Dataset entries:
..............................
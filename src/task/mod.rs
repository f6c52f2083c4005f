//! Cancellable, progress-reporting handle for long-running operations.
//!
//! A `Task` is shared between the worker running an archive, restore or
//! export operation and the caller watching it. The worker writes progress
//! (messages and percent) and polls the abort flag; the caller sets the abort
//! flag and reads progress. Exactly one operation owns a task at a time.
//!
//! # Examples
//!
//! ```
//! use notebook_archiver::task::{Task, TaskMessage, TaskState};
//!
//! let task = Task::new();
//! task.set_message(TaskMessage::Text("Archiving 3 files...".to_string()));
//! task.set_percent(0.5);
//! assert_eq!(task.text(), "Archiving 3 files...");
//!
//! task.finish();
//! assert_eq!(task.state(), TaskState::Finished);
//! assert_eq!(task.percent(), 1.0);
//! ```

use crate::constants::{DETAIL_ELLIPSIS, MAX_DETAIL_LEN};
use crate::errors::BackupError;
use std::sync::atomic::{AtomicBool, Ordering};
use std::sync::mpsc::{self, Receiver, Sender};
use std::sync::{Arc, Mutex, MutexGuard, PoisonError};
use std::thread::{self, JoinHandle};
use tracing::debug;

/// A two-level progress message.
#[derive(Debug, Clone, PartialEq, Eq)]
pub enum TaskMessage {
    /// Coarse description of the current phase.
    Text(String),
    /// Fine-grained detail, usually the path being processed.
    Detail(String),
}

/// Lifecycle state of a task.
#[derive(Debug, Clone, PartialEq, Eq)]
pub enum TaskState {
    /// The operation has not ended yet.
    Running,
    /// The operation completed successfully.
    Finished,
    /// The operation failed; carries the rendered error cause.
    Errored(String),
    /// The operation stopped because the task was aborted.
    Canceled,
}

impl TaskState {
    /// Returns true once the task has reached a terminal state.
    pub fn is_terminal(&self) -> bool {
        !matches!(self, TaskState::Running)
    }
}

/// A change observed on a task, delivered to subscribers.
#[derive(Debug, Clone, PartialEq)]
pub enum TaskUpdate {
    Message(TaskMessage),
    Percent(f64),
    State(TaskState),
}

#[derive(Debug)]
struct Progress {
    text: String,
    detail: String,
    percent: f64,
    state: TaskState,
}

/// Progress and cancellation handle for one long-running operation.
#[derive(Debug)]
pub struct Task {
    aborted: AtomicBool,
    progress: Mutex<Progress>,
    subscribers: Mutex<Vec<Sender<TaskUpdate>>>,
}

impl Default for Task {
    fn default() -> Self {
        Self::new()
    }
}

fn lock<T>(mutex: &Mutex<T>) -> MutexGuard<'_, T> {
    mutex.lock().unwrap_or_else(PoisonError::into_inner)
}

impl Task {
    /// Creates a running task with empty messages and zero progress.
    pub fn new() -> Self {
        Task {
            aborted: AtomicBool::new(false),
            progress: Mutex::new(Progress {
                text: String::new(),
                detail: String::new(),
                percent: 0.0,
                state: TaskState::Running,
            }),
            subscribers: Mutex::new(Vec::new()),
        }
    }

    /// Returns a receiver that gets every subsequent progress update.
    ///
    /// Updates are delivered in the order they are made. Dropping the receiver
    /// unsubscribes it.
    pub fn subscribe(&self) -> Receiver<TaskUpdate> {
        let (sender, receiver) = mpsc::channel();
        lock(&self.subscribers).push(sender);
        receiver
    }

    fn publish(&self, update: TaskUpdate) {
        lock(&self.subscribers).retain(|sender| sender.send(update.clone()).is_ok());
    }

    /// Requests cancellation. The worker observes it at its next check.
    pub fn abort(&self) {
        debug!("Task abort requested");
        self.aborted.store(true, Ordering::SeqCst);
    }

    /// Returns true once `abort` has been called.
    pub fn aborted(&self) -> bool {
        self.aborted.load(Ordering::SeqCst)
    }

    /// Returns `Err(BackupError::Canceled)` if the task has been aborted.
    pub fn check_aborted(&self) -> Result<(), BackupError> {
        if self.aborted() {
            Err(BackupError::Canceled)
        } else {
            Ok(())
        }
    }

    /// Updates the coarse or detail message line.
    pub fn set_message(&self, message: TaskMessage) {
        {
            let mut progress = lock(&self.progress);
            match &message {
                TaskMessage::Text(text) => progress.text = text.clone(),
                TaskMessage::Detail(detail) => progress.detail = detail.clone(),
            }
        }
        self.publish(TaskUpdate::Message(message));
    }

    /// Sets the detail line to `detail`, truncated for display.
    pub fn set_detail(&self, detail: &str) {
        self.set_message(TaskMessage::Detail(truncate_detail(detail)));
    }

    /// Sets the completion fraction, clamped to `[0, 1]`.
    pub fn set_percent(&self, percent: f64) {
        let percent = if percent.is_nan() {
            0.0
        } else {
            percent.clamp(0.0, 1.0)
        };
        lock(&self.progress).percent = percent;
        self.publish(TaskUpdate::Percent(percent));
    }

    /// Marks the task as successfully completed and sets progress to 1.0.
    pub fn finish(&self) {
        self.set_percent(1.0);
        self.set_state(TaskState::Finished);
    }

    fn set_state(&self, state: TaskState) {
        lock(&self.progress).state = state.clone();
        self.publish(TaskUpdate::State(state));
    }

    /// Records the terminal state implied by an operation result.
    ///
    /// Successful results leave an already finished task alone and finish it
    /// otherwise; `Canceled` maps to `TaskState::Canceled`; every other error
    /// marks the task as errored with the rendered cause.
    pub fn record<T>(&self, result: &Result<T, BackupError>) {
        match result {
            Ok(_) => {
                if self.state() != TaskState::Finished {
                    self.finish();
                }
            }
            Err(BackupError::Canceled) => self.set_state(TaskState::Canceled),
            Err(err) => self.set_state(TaskState::Errored(err.to_string())),
        }
    }

    /// Current coarse message.
    pub fn text(&self) -> String {
        lock(&self.progress).text.clone()
    }

    /// Current detail message.
    pub fn detail(&self) -> String {
        lock(&self.progress).detail.clone()
    }

    /// Current completion fraction in `[0, 1]`.
    pub fn percent(&self) -> f64 {
        lock(&self.progress).percent
    }

    /// Current lifecycle state.
    pub fn state(&self) -> TaskState {
        lock(&self.progress).state.clone()
    }
}

/// Runs `operation` on a worker thread against `task`.
///
/// The task's terminal state is recorded from the operation's result before
/// the thread exits, so a caller polling `task.state()` sees it become
/// terminal before `join` returns.
pub fn spawn<T, F>(task: Arc<Task>, operation: F) -> JoinHandle<Result<T, BackupError>>
where
    T: Send + 'static,
    F: FnOnce(&Task) -> Result<T, BackupError> + Send + 'static,
{
    thread::spawn(move || {
        let result = operation(&task);
        task.record(&result);
        result
    })
}

/// Shortens a detail line to at most 100 characters.
///
/// Longer strings keep their last 97 characters behind a leading `...`.
///
/// # Examples
///
/// ```
/// use notebook_archiver::task::truncate_detail;
///
/// assert_eq!(truncate_detail("notes/page.html"), "notes/page.html");
///
/// let long = "x".repeat(150);
/// let shown = truncate_detail(&long);
/// assert_eq!(shown.chars().count(), 100);
/// assert!(shown.starts_with("..."));
/// ```
pub fn truncate_detail(detail: &str) -> String {
    let len = detail.chars().count();
    if len <= MAX_DETAIL_LEN {
        return detail.to_string();
    }
    let keep = MAX_DETAIL_LEN - DETAIL_ELLIPSIS.len();
    let tail: String = detail.chars().skip(len - keep).collect();
    format!("{}{}", DETAIL_ELLIPSIS, tail)
}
..............................
What to work on: Only the count, nothing else: how many lines of the records hold the word "Ordering"?

Task answer: 3